Annabel Brodie-Smith, Kommunikationsdirektorin des Verbands der Investmentgesellschaften, erklärte, Anleger würden Risiken auf sichere Anlagen und Wachstumswerte verteilen. Sie merkte an , dass tron Gewinnwachstum und Investitionen im Bereich KI die US-Aktienkurse weiterhin stützten, während die europäischen Märkte ihr bestes Jahr seit 2021 verzeichneten, da Anleger nach attraktiveren Anlagemöglichkeiten suchten.
Cryptopolitan deutete kürzlich , dass die KI-Investitionen der großen Technologiekonzerne alte Befürchtungen einer KI-Blase neu entfachen könnten. Laut dem Bericht planen große Tech-Firmen, dieses Jahr 660 Milliarden US-Dollar in KI zu investieren. Diese Schätzung löste einen Kurssturz von 900 Milliarden US-Dollar aus, da Anleger den KI-Bewertungen weiterhin skeptisch gegenüberstehen.
Nach der Bekanntgabe der Ergebnisse stieß die Wall Street die Aktien von Amazon, Google, Microsoft und Meta ab und setzte damit den Ausverkauf der Vorwoche nach der Veröffentlichung der Unternehmensergebnisse fort.
Amazon und Microsoft wurden am stärksten getroffen. Der E-Commerce-Riese verzeichnete einen Kursverlust von 11 Prozent, nachdem er angekündigt hatte, seine Investitionsausgaben in diesem Jahr auf 200 Milliarden US-Dollar zu erhöhen – deutlich mehr als die von Analysten erwarteten 150 Milliarden US-Dollar. Microsoft brach um 18 Prozent ein, nachdem das Unternehmen bekannt gegeben hatte, dass die Quartalsausgaben für KI-Rechenzentren um 66 Prozent gestiegen waren.

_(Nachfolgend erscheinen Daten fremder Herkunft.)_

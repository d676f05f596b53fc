use crate::types::Date;

/// Domain-level error taxonomy.
///
/// Every variant carries the identifiers the collaborator layer needs to
/// render a user-facing message. All are terminal to the triggering
/// request; nothing here is retried internally.
#[derive(Debug, thiserror::Error)]
pub enum CoreError {
    #[error("Entity not found: {entity} with id {id}")]
    NotFound { entity: &'static str, id: String },

    /// The requested date is already blocked (or no longer available at
    /// decision time) for this cake.
    #[error("Date {date} is not available for cake {cake_id}")]
    DateUnavailable { cake_id: String, date: Date },

    /// A decision was applied to a reservation that is not `pending`, or
    /// the decision value itself was not recognized.
    #[error("Invalid transition for reservation {reservation_id}: {reason}")]
    InvalidTransition {
        reservation_id: String,
        reason: String,
    },

    #[error("Validation failed: {0}")]
    Validation(String),

    #[error("Unauthorized: {0}")]
    Unauthorized(String),

    #[error("Forbidden: {0}")]
    Forbidden(String),
}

Trotz der Meldung des Unternehmens über ein Umsatzwachstum im Cloud-Bereich von 26 % auf 51,5 Milliarden US-Dollar stießen die Anleger die Tech-Aktie ab.

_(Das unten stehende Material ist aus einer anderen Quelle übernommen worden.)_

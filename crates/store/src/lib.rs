//! JSON flat-file record store with serialized transactions.
//!
//! [`JsonStore`] owns the single shared mutable resource in the system: the
//! persisted [`Snapshot`]. All mutations go through [`JsonStore::with_transaction`],
//! which provides mutual exclusion equivalent to a global lock over the
//! store — one check-then-act sequence runs to completion before the next
//! begins. Reads ([`JsonStore::read`]) return the last-committed snapshot
//! and never block writers for longer than a clone.
//!
//! Durability: every successful transaction is written to disk via a
//! temp-file write followed by an atomic rename, so a crash mid-commit
//! leaves the previous file intact. A transaction that fails — whether the
//! closure returned a domain error or the write itself failed — publishes
//! nothing: the in-memory snapshot and the file both stay exactly as they
//! were.

use std::path::{Path, PathBuf};

use patisserie_core::Snapshot;
use tokio::sync::Mutex;

/// Failure of the durable medium. Non-retryable at this layer; the API
/// maps it to a 5xx response and the caller may retry externally.
#[derive(Debug, thiserror::Error)]
pub enum StoreError {
    #[error("Storage unavailable: {0}")]
    Unavailable(#[from] std::io::Error),

    #[error("Stored snapshot is corrupt: {0}")]
    Corrupt(#[from] serde_json::Error),
}

/// Flat-file store holding the last-committed snapshot in memory.
pub struct JsonStore {
    path: PathBuf,
    /// Last durably committed snapshot. The mutex is the transaction
    /// coordinator: holding it is holding the store's write lock.
    snapshot: Mutex<Snapshot>,
}

impl JsonStore {
    /// Open the store at `path`, creating parent directories and an empty
    /// snapshot file if none exists yet.
    pub fn open(path: impl Into<PathBuf>) -> Result<Self, StoreError> {
        let path = path.into();
        if let Some(parent) = path.parent() {
            if !parent.as_os_str().is_empty() {
                std::fs::create_dir_all(parent)?;
            }
        }

        let snapshot = if path.exists() {
            let raw = std::fs::read_to_string(&path)?;
            serde_json::from_str(&raw)?
        } else {
            let empty = Snapshot::default();
            write_snapshot(&path, &empty)?;
            empty
        };

        tracing::info!(path = %path.display(), "Opened store");
        Ok(JsonStore {
            path,
            snapshot: Mutex::new(snapshot),
        })
    }

    /// Clone of the last-committed snapshot, for read-only queries.
    ///
    /// Must not be used as the sole basis for a write decision; re-check
    /// inside [`Self::with_transaction`] instead.
    pub async fn read(&self) -> Snapshot {
        self.snapshot.lock().await.clone()
    }

    /// Run one exclusive, atomic read-modify-write transaction.
    ///
    /// The closure receives a working copy of the current snapshot. If it
    /// returns `Ok`, the copy is persisted and becomes the committed state;
    /// if it returns `Err`, or the write fails, the prior snapshot remains
    /// in force and the error propagates unchanged.
    pub async fn with_transaction<T, E, F>(&self, f: F) -> Result<T, E>
    where
        F: FnOnce(&mut Snapshot) -> Result<T, E>,
        E: From<StoreError>,
    {
        let mut committed = self.snapshot.lock().await;
        let mut working = committed.clone();

        let out = f(&mut working)?;

        write_snapshot(&self.path, &working).map_err(E::from)?;
        *committed = working;

        tracing::debug!(path = %self.path.display(), "Transaction committed");
        Ok(out)
    }
}

/// Serialize and durably write a snapshot: temp file, then atomic rename.
fn write_snapshot(path: &Path, snapshot: &Snapshot) -> Result<(), StoreError> {
    let raw = serde_json::to_string_pretty(snapshot)?;

    let mut tmp = path.as_os_str().to_owned();
    tmp.push(".tmp");
    let tmp = PathBuf::from(tmp);

    std::fs::write(&tmp, raw)?;
    if let Err(e) = std::fs::rename(&tmp, path) {
        let _ = std::fs::remove_file(&tmp);
        return Err(e.into());
    }
    Ok(())
}

#[cfg(test)]
mod tests {
    use super::*;
    use std::sync::Arc;

    use patisserie_core::booking;
    use patisserie_core::identity::{Identity, ROLE_CUSTOMER};
    use patisserie_core::model::{Cake, Decision};
    use patisserie_core::CoreError;

    /// Transaction error type used by tests; mirrors how the API layer
    /// combines domain and storage failures.
    #[derive(Debug, thiserror::Error)]
    enum TxError {
        #[error(transparent)]
        Store(#[from] StoreError),
        #[error(transparent)]
        Core(#[from] CoreError),
    }

    fn sample_cake(id: &str) -> Cake {
        Cake {
            id: id.into(),
            name: "Tarte au citron".into(),
            price: 25,
            image: "images/cake3.jpg".into(),
            description: "Meringue italienne".into(),
        }
    }

    fn customer(id: &str) -> Identity {
        Identity {
            id: id.into(),
            display_name: format!("user-{id}"),
            role: ROLE_CUSTOMER.into(),
        }
    }

    #[tokio::test]
    async fn test_open_initializes_empty_file() {
        let dir = tempfile::tempdir().unwrap();
        let path = dir.path().join("data/database.json");

        let store = JsonStore::open(&path).unwrap();
        assert!(path.exists());
        assert!(store.read().await.cakes.is_empty());
    }

    #[tokio::test]
    async fn test_commit_survives_reopen() {
        let dir = tempfile::tempdir().unwrap();
        let path = dir.path().join("database.json");

        let store = JsonStore::open(&path).unwrap();
        store
            .with_transaction::<_, StoreError, _>(|snapshot| {
                snapshot.cakes.push(sample_cake("c1"));
                Ok(())
            })
            .await
            .unwrap();
        drop(store);

        let reopened = JsonStore::open(&path).unwrap();
        let snapshot = reopened.read().await;
        assert_eq!(snapshot.cakes.len(), 1);
        assert_eq!(snapshot.cakes[0].name, "Tarte au citron");
    }

    #[tokio::test]
    async fn test_failed_closure_rolls_back() {
        let dir = tempfile::tempdir().unwrap();
        let path = dir.path().join("database.json");
        let store = JsonStore::open(&path).unwrap();

        let result: Result<(), TxError> = store
            .with_transaction(|snapshot| {
                // Mutate, then fail: nothing below may stick.
                snapshot.cakes.push(sample_cake("c1"));
                Err(CoreError::Validation("boom".into()).into())
            })
            .await;

        assert!(matches!(result, Err(TxError::Core(_))));
        assert!(store.read().await.cakes.is_empty());

        // The file on disk is untouched as well.
        let reopened = JsonStore::open(&path).unwrap();
        assert!(reopened.read().await.cakes.is_empty());
    }

    #[tokio::test]
    async fn test_failed_write_rolls_back() {
        let dir = tempfile::tempdir().unwrap();
        let path = dir.path().join("database.json");
        let store = JsonStore::open(&path).unwrap();

        store
            .with_transaction::<_, StoreError, _>(|snapshot| {
                snapshot.cakes.push(sample_cake("c1"));
                Ok(())
            })
            .await
            .unwrap();

        // Force the commit write to fail: the data path becomes a
        // directory, so the rename cannot replace it (works even as root,
        // unlike permission tricks).
        std::fs::remove_file(&path).unwrap();
        std::fs::create_dir(&path).unwrap();

        let result: Result<(), TxError> = store
            .with_transaction(|snapshot| {
                snapshot.cakes.push(sample_cake("c2"));
                Ok(())
            })
            .await;

        assert!(matches!(result, Err(TxError::Store(StoreError::Unavailable(_)))));
        // In-memory state still reflects the last successful commit only.
        assert_eq!(store.read().await.cakes.len(), 1);
    }

    #[tokio::test]
    async fn test_concurrent_transactions_serialize() {
        let dir = tempfile::tempdir().unwrap();
        let store = Arc::new(JsonStore::open(dir.path().join("database.json")).unwrap());

        let mut handles = Vec::new();
        for i in 0..10 {
            let store = Arc::clone(&store);
            handles.push(tokio::spawn(async move {
                store
                    .with_transaction::<_, StoreError, _>(move |snapshot| {
                        // Classic lost-update shape: read length, then push.
                        let next = snapshot.cakes.len();
                        snapshot.cakes.push(sample_cake(&format!("c{next}-{i}")));
                        Ok(())
                    })
                    .await
            }));
        }
        for handle in handles {
            handle.await.unwrap().unwrap();
        }

        assert_eq!(store.read().await.cakes.len(), 10);
    }

    #[tokio::test]
    async fn test_concurrent_accepts_block_date_once() {
        let dir = tempfile::tempdir().unwrap();
        let store = Arc::new(JsonStore::open(dir.path().join("database.json")).unwrap());
        let date: chrono::NaiveDate = "2025-06-01".parse().unwrap();

        // Two pending reservations for the same (cake, date).
        let ids: Vec<String> = store
            .with_transaction::<_, TxError, _>(|snapshot| {
                snapshot.cakes.push(sample_cake("c1"));
                let r1 = booking::create_reservation(snapshot, &customer("a"), "c1", date)?;
                let r2 = booking::create_reservation(snapshot, &customer("b"), "c1", date)?;
                Ok(vec![r1.id, r2.id])
            })
            .await
            .unwrap();

        let mut handles = Vec::new();
        for id in ids {
            let store = Arc::clone(&store);
            handles.push(tokio::spawn(async move {
                store
                    .with_transaction::<_, TxError, _>(move |snapshot| {
                        booking::decide_reservation(snapshot, &id, Decision::Accepted)
                            .map_err(TxError::from)
                    })
                    .await
            }));
        }

        let mut accepted = 0;
        let mut unavailable = 0;
        for handle in handles {
            match handle.await.unwrap() {
                Ok(_) => accepted += 1,
                Err(TxError::Core(CoreError::DateUnavailable { .. })) => unavailable += 1,
                Err(other) => panic!("unexpected error: {other}"),
            }
        }

        assert_eq!(accepted, 1);
        assert_eq!(unavailable, 1);
        assert_eq!(store.read().await.blocked_dates.len(), 1);
    }
}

Apple schnitt besser ab als andere Technologieunternehmen, nachdem das Unternehmen im vierten Quartal eine Reduzierung der Investitionsausgaben um 17 % auf 2,4 Milliarden US-Dollar angekündigt hatte, wodurch sich die Gesamtausgaben für das Jahr auf 12 Milliarden US-Dollar beliefen. Der Aktienkurs des Unternehmens stieg um 7,5 %, nachdem für das letzte Quartal 2025 ein Umsatz von 144 Milliarden US-Dollar prognostiziert wurde.